Figure 6 Prostaglandin E1 protected against endoplasmic reticulum stress-induced apoptosis via induction of glucose-regulated protein 78 expression in both L02 and HepG2 cells. L02 and HepG2 cells were transfected with either siRNA scramble control (ConsiRNA) or siRNA against human GRP78 (GRP78 siRNA) for 48 h. The cells were treated with 1 μmol/L PGE1 for 12 h and 24 h. A and B: Expressions of GRP78 in L02 cells and in HepG2 cells were detected by western blotting. One representative blot each from the three individual experiments is presented. The results of densitometric analysis are presented as a fold-change compared to those at 0 h (^bP < 0.01); C: mRNA expression of GRP78 in L02 cells was detected by real-time PCR. Histograms represent mean ± SD of three experiments (^aP < 0.05; ^bP < 0.01 vs those at 0 h). D and F: Apoptotic indices of L02 cells and HepG2 cells were determined by flow cytometry.
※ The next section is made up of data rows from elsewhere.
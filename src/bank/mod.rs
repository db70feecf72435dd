//! The document-store adapter.
//!
//! [`DocumentBank`] implements the [`Databank`](crate::core::Databank)
//! contract over any [`StoreClient`]: it owns the single session handle
//! and its state machine, resolves logical `(kind, id)` identity into
//! collection names and selectors, normalizes store outcomes into the
//! adapter taxonomy, and wraps query cursors for streaming delivery.

mod search;
mod storage;

use std::sync::Arc;

use serde_json::Value;
use tokio::sync::RwLock;

use crate::core::StoreClient;
use crate::error::{DatabankError, DatabankResult};
use crate::schema::Schema;

/// State held while a session is open: the handle plus the identity
/// schema installed at connect time.
struct BankSession<S> {
    session: Arc<S>,
    schema: Arc<Schema>,
}

impl<S> Clone for BankSession<S> {
    fn clone(&self) -> Self {
        Self {
            session: Arc::clone(&self.session),
            schema: Arc::clone(&self.schema),
        }
    }
}

/// A uniform storage adapter over a document-store client.
///
/// Holds at most one live session. The connect/disconnect transition
/// happens under a write lock, so concurrent `connect` calls cannot open
/// two sessions: the loser observes the winner's session and fails with
/// [`DatabankError::AlreadyConnected`]. Operations clone the session
/// handle out of the lock and perform their I/O without holding it; the
/// adapter adds no queueing, retry, cancellation, or timeout on top of
/// the store client.
pub struct DocumentBank<C: StoreClient> {
    client: C,
    state: RwLock<Option<BankSession<C::Session>>>,
}

impl<C: StoreClient> DocumentBank<C> {
    /// Creates a disconnected adapter over the given store client.
    pub fn new(client: C) -> Self {
        Self {
            client,
            state: RwLock::new(None),
        }
    }

    /// Returns whether a session is currently open.
    pub async fn is_connected(&self) -> bool {
        self.state.read().await.is_some()
    }

    /// Clones out the live session, or fails with `NotConnected` before
    /// any store contact.
    async fn require_session(&self) -> DatabankResult<BankSession<C::Session>> {
        self.state
            .read()
            .await
            .as_ref()
            .cloned()
            .ok_or(DatabankError::NotConnected)
    }

    /// Writes the resolved identity column into the document, making the
    /// thing addressable by its logical `(kind, id)`.
    fn stamp_identity(
        &self,
        state: &BankSession<C::Session>,
        kind: &str,
        id: &str,
        value: Value,
    ) -> DatabankResult<Value> {
        let Value::Object(mut fields) = value else {
            return Err(DatabankError::NotAnObject {
                what: format!("value for {kind}/{id}"),
            });
        };
        let id_col = state.schema.id_col(kind, self.client.id_field());
        fields.insert(id_col.to_string(), Value::String(id.to_string()));
        Ok(Value::Object(fields))
    }

    fn selector_for(&self, state: &BankSession<C::Session>, kind: &str, id: &str) -> Value {
        state.schema.selector(kind, id, self.client.id_field())
    }
}

#[cfg(feature = "memory")]
impl DocumentBank<crate::backends::memory::MemoryClient> {
    /// Creates an adapter over a fresh in-process memory store.
    pub fn memory() -> Self {
        Self::new(crate::backends::memory::MemoryClient::new())
    }
}

#[cfg(feature = "mongodb")]
impl DocumentBank<crate::backends::mongodb::MongoClient> {
    /// Creates an adapter over a MongoDB store.
    pub fn mongodb() -> Self {
        Self::new(crate::backends::mongodb::MongoClient::new())
    }
}
//! # Spindle
//!
//! A SPDY/2 and SPDY/3 client: many concurrent request streams multiplexed
//! over one TCP (optionally TLS) connection, with per-stream flow control,
//! zlib header compression, and graceful or abrupt stream shutdown.
//!
//! All protocol state lives on a single background task per connection;
//! `Connection` and `Request` handles enqueue work onto it and results come
//! back through delegate callbacks on a separate delivery task, so
//! application code can never stall frame processing.
//!
//! ```no_run
//! use std::sync::Arc;
//! use spindle::{Connection, Headers, Request, Version};
//!
//! # struct Printer;
//! # impl spindle::RequestDelegate for Printer {
//! #     fn on_response(&self, headers: Headers) { println!("{headers:?}"); }
//! #     fn on_data(&self, data: bytes::Bytes) { println!("{} bytes", data.len()); }
//! #     fn on_error(&self, error: spindle::Error) { eprintln!("{error}"); }
//! #     fn on_end(&self) {}
//! # }
//! # async fn example() -> spindle::Result<()> {
//! let conn = Connection::open(Version::V3, "example.com", 443, true).await?;
//!
//! let request = Request::new(
//!     http::Method::GET,
//!     "https://example.com/".parse().unwrap(),
//!     Headers::new(),
//! );
//! request.set_delegate(Arc::new(Printer));
//! conn.send(&request)?;
//! request.end();
//! # Ok(())
//! # }
//! ```

// Core modules
pub mod connection;
pub mod error;
pub mod frame;
pub mod headers;
pub mod request;
pub mod version;
pub mod zlib;

// Transport layer
pub mod transport;

// The connection engine task
mod driver;

// Re-exports for convenient access
pub use connection::{Connection, ConnectionBuilder, ConnectionDelegate};
pub use error::{Error, Result};
pub use frame::RstStatus;
pub use headers::Headers;
pub use request::{Request, RequestDelegate};
pub use version::Version;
Histograms represent mean ± SD of five independent experiments, each of which was performed in triplicate (^dP < 0.01 vs those of TG + PGE1 at the same time point; ^fP < 0.01 vs those of TG at the same time point); E and G: Cell viability of L02 cells and HepG2 cells was determined by MTS assay. Histograms represent mean ± SD of five independent experiments, each of which was performed in triplicate (^dP < 0.01 vs those of TG + PGE1 and ^fP < 0.01 vs those of TG at the same time point). GRP78: Glucose-regulated protein 78; PGE1: Prostaglandin E1; MTS: [3-(4,5-dimethylthiazol-2-yl)-5-(3-carboxymethoxyphenyl)-2-(4-sulfophenyl)-2H-tetrazolium]; siRNA: Small interfering RNA; TG: Thapsigargin.